La guerre en Ukraine a provoqué un véritable séisme sur le marché international du blé. La Russie est en effet le premier exportateur mondial de blé, l’Ukraine est quant à elle le quatrième pour les pays africains importateurs de céréales.
À l’heure actuelle la tonne coûte 400 euros rendant ce produit hors de prix pour les pays économiquement faibles en Afrique ( contre 200 euros en janvier ). Ce début du mois, les prix du blé ont augmenté de plus de 40 %, ceux du maïs d’environ 30 % et ceux du soja de plus de 25 % à cause du conflit.
Alors que le ramadan, mois marqué par une forte consommation dans les pays musulmans, approche, les effets de cette nouvelle crise du blé se font sentir dans d’autres pays du continent, où les prix du pain grimpent également. Tous les pays sont touchés mais dans des proportions différentes. Les boulangeries libanaises rationnent le pain et dans le pays le prix d’un sac de pain a augmenté de 20% en quelques jours . En Syrie, les gens doivent faire la queue pendant des heures pour avoir du pain. Sur le marché camerounais le prix de la baguette de pain la plus consommée est passé en quelques jours de 125 à 150 francs CFA (environ 23 centimes). Ce pays d’Afrique centrale qui importe 35 % de son blé de la Russie voit actuellement les prix des denrées alimentaires monter en flèche.
La guerre en Ukraine est aussi un sujet de préoccupation majeur pour le gouvernement égyptien.
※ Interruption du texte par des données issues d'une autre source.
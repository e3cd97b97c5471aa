// Copyright 2025 the Cardstock Authors
// SPDX-License-Identifier: Apache-2.0 OR MIT

//! Per-target fit options and estimator-wide timing configuration.

use cardstock_timing::Millis;

/// Default floor for single-line text.
pub const SINGLE_LINE_MIN_SCALE: f64 = 0.55;

/// Default floor for generic bounded content.
pub const BOUNDED_MIN_SCALE: f64 = 0.5;

/// Lowest floor accepted by [`FitOptions::with_min_scale`].
pub const LOWEST_MIN_SCALE: f64 = 0.01;

/// Width ratio below which wrap-capable content is wrapped instead of shrunk.
pub const WRAP_THRESHOLD: f64 = 0.85;

/// Candidates within this distance of the committed scale are ignored.
pub const HYSTERESIS: f64 = 0.01;

/// How a target should be fitted into its container.
///
/// Construct one of the presets and adjust it with the `with_*` builders. The
/// builders clamp out-of-range input instead of rejecting it.
///
/// ```
/// use cardstock_fit::FitOptions;
///
/// let opts = FitOptions::single_line().with_min_scale(-3.0);
/// assert_eq!(opts.min_scale(), Some(cardstock_fit::LOWEST_MIN_SCALE));
/// ```
#[derive(Copy, Clone, Debug, PartialEq)]
pub struct FitOptions {
    min_scale: Option<f64>,
    allow_wrap: bool,
    enforce_height: bool,
}

impl Default for FitOptions {
    fn default() -> Self {
        Self::bounded()
    }
}

impl FitOptions {
    /// Options for single-line text: floor `0.55`, width only, no wrapping.
    #[must_use]
    pub const fn single_line() -> Self {
        Self {
            min_scale: Some(SINGLE_LINE_MIN_SCALE),
            allow_wrap: false,
            enforce_height: false,
        }
    }

    /// Options for generic bounded content: floor `0.5`, width and height.
    #[must_use]
    pub const fn bounded() -> Self {
        Self {
            min_scale: Some(BOUNDED_MIN_SCALE),
            allow_wrap: false,
            enforce_height: true,
        }
    }

    /// Removes the floor so the computed scale may go arbitrarily close to zero.
    #[must_use]
    pub const fn without_floor(mut self) -> Self {
        self.min_scale = None;
        self
    }

    /// Sets the floor, clamped into `[LOWEST_MIN_SCALE, 1]`.
    ///
    /// A NaN floor falls back to [`BOUNDED_MIN_SCALE`].
    #[must_use]
    pub fn with_min_scale(mut self, min_scale: f64) -> Self {
        let min_scale = if min_scale.is_nan() {
            BOUNDED_MIN_SCALE
        } else {
            min_scale.clamp(LOWEST_MIN_SCALE, 1.0)
        };
        self.min_scale = Some(min_scale);
        self
    }

    /// Allows the caller to wrap text instead of shrinking it past
    /// [`WRAP_THRESHOLD`].
    #[must_use]
    pub const fn with_wrap(mut self, allow_wrap: bool) -> Self {
        self.allow_wrap = allow_wrap;
        self
    }

    /// Enables or disables the height bound.
    ///
    /// Without a height bound vertical overflow is never checked, even when
    /// the container reports a height.
    #[must_use]
    pub const fn with_height_bound(mut self, enforce_height: bool) -> Self {
        self.enforce_height = enforce_height;
        self
    }

    /// The configured floor, if any.
    #[must_use]
    pub const fn min_scale(&self) -> Option<f64> {
        self.min_scale
    }

    /// Whether wrapping may replace shrinking.
    #[must_use]
    pub const fn allow_wrap(&self) -> bool {
        self.allow_wrap
    }

    /// Whether the height bound is enforced.
    #[must_use]
    pub const fn enforce_height(&self) -> bool {
        self.enforce_height
    }
}

/// What to commit when a measurement reports a non-positive size.
#[derive(Copy, Clone, Debug, PartialEq, Eq, Default)]
pub enum ZeroSizePolicy {
    /// Commit the identity scale `1.0` so a transient zero-size read cannot
    /// lock in a shrink.
    #[default]
    ResetToIdentity,
    /// Leave the committed scale untouched.
    KeepCommitted,
}

/// Settle delays and degenerate-input policy for a [`FitEstimator`](crate::FitEstimator).
///
/// Delays are in host milliseconds. Each trigger class has its own delay; the
/// resources-ready signal fires once, late, after layout has stabilized, so it
/// waits longer than the high-frequency triggers.
#[derive(Copy, Clone, Debug, PartialEq, Eq)]
pub struct FitConfig {
    /// Settle delay after the initial mount.
    pub mount_settle_ms: Millis,
    /// Settle delay after a container resize notification.
    pub resize_settle_ms: Millis,
    /// Settle delay after the content value changed.
    pub content_settle_ms: Millis,
    /// Settle delay after a metrics-affecting style change.
    pub style_settle_ms: Millis,
    /// Settle delay after the resources-ready signal.
    pub resources_settle_ms: Millis,
    /// Behavior for non-positive measurements.
    pub zero_size: ZeroSizePolicy,
}

impl Default for FitConfig {
    fn default() -> Self {
        Self {
            mount_settle_ms: 0,
            resize_settle_ms: 10,
            content_settle_ms: 10,
            style_settle_ms: 10,
            resources_settle_ms: 50,
            zero_size: ZeroSizePolicy::default(),
        }
    }
}

impl FitConfig {
    /// Sets the policy for non-positive measurements.
    #[must_use]
    pub const fn with_zero_size(mut self, policy: ZeroSizePolicy) -> Self {
        self.zero_size = policy;
        self
    }
}

#[cfg(test)]
mod tests {
    use super::*;

    #[test]
    fn presets_carry_documented_floors() {
        assert_eq!(FitOptions::single_line().min_scale(), Some(0.55));
        assert_eq!(FitOptions::bounded().min_scale(), Some(0.5));
        assert!(!FitOptions::single_line().enforce_height());
        assert!(FitOptions::bounded().enforce_height());
        assert_eq!(FitOptions::bounded().without_floor().min_scale(), None);
    }

    #[test]
    fn min_scale_is_clamped_not_rejected() {
        assert_eq!(
            FitOptions::bounded().with_min_scale(7.0).min_scale(),
            Some(1.0)
        );
        assert_eq!(
            FitOptions::bounded().with_min_scale(0.0).min_scale(),
            Some(LOWEST_MIN_SCALE)
        );
        assert_eq!(
            FitOptions::bounded().with_min_scale(f64::NAN).min_scale(),
            Some(BOUNDED_MIN_SCALE)
        );
    }

    #[test]
    fn default_config_settles_ready_signal_longer_than_resize() {
        let config = FitConfig::default();
        assert_eq!(config.resize_settle_ms, 10);
        assert_eq!(config.resources_settle_ms, 50);
        assert!(config.resources_settle_ms > config.resize_settle_ms);
        assert_eq!(config.zero_size, ZeroSizePolicy::ResetToIdentity);
    }
}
Il est en effet le plus gros importateur de blé au monde et ses principaux fournisseurs étaient justement la Russie et l’Ukraine… qui fournissaient 84 % du blé nécessaire au pays. Ne produisant lui-même que 9 millions de tonnes de blé, l’Egypte reste donc dépendante de ces importations. Cette céréale lui sert surtout à la fabrication de son pain. La consommation de pain par habitant atteint 130 kg par an, bien au-dessus de la moyenne mondiale. Pour faire face à une possible pénurie, le gouvernement a déjà lancé des appels d’offres vers ses autres fournisseurs, dont la Roumanie, la France, l’Amérique ou l’Australie. Pour le moment, les autorités assurent que « la réserve de blé est suffisante pour quatre mois ». La question de la hausse du coût du blé reste néanmoins préoccupante tout comme celle du coût du transport et du déchargement des cargaisons venant d’Europe par exemple qui a augmenté de 30% avec la hausse du pétrole. La hausse généralisée des prix et notamment des produits de première nécessité, mais aussi du prix du « pain subventionné » (gelé depuis des années), fait hésiter le gouvernement. Toucher au pain en Egypte est un pari très risqué. Nul n’a oublié les sanglantes émeutes du pain de janvier 1977, ni la révolution de janvier 2011 dont le slogan était « pain, liberté justice sociale ». La Banque mondiale a prévenu qu’une hausse de 30% des prix des aliments pourrait faire grimper de 12% le taux de pauvreté, qui touche déjà près du tiers des 103 millions d’Egyptiens.
De son coté, face à ce problème de dépendance, la Banque Africaine de Développement (BAD) a lancé la semaine dernière un plan à 1 milliard de dollars pour se passer du blé russe. Cette enveloppe budgétaire permettrait d’éviter des pénuries alimentaires en Afrique, en permettant le développement du secteur agricole. Cette levée de fonds aidera 40 millions d’agriculteurs africains à utiliser des technologies résistantes au climat et à augmenter leur production de variétés de blé tolérantes à la chaleur. Cette nouvelle stratégie qui vise à développer le secteur agricole africain vise également à augmenter la production de cultures comme le blé, le riz et le soja pour atteindre un objectif de 100 millions de tonnes d’aliments afin de nourrir 200 millions d’Africains. Cette économie africaine contribuera ensuite à 23% du PIB et 49% des emplois dans le secteur de l’agriculture qui a déjà été fortement impacté par le Covid-19.
Selon l’Organisation des Nations unies pour l’alimentation et l’agriculture (FAO), huit à treize millions de personnes supplémentaires pourraient souffrir de sous-nutrition dans le monde si les exportations alimentaires de l’Ukraine et de la Russie étaient durablement empêchées. La semaine dernière, António Guterres , le secrétaire général de l’Organisation des Nations unies (ONU) disait déjà redouter un « ouragan de famines ».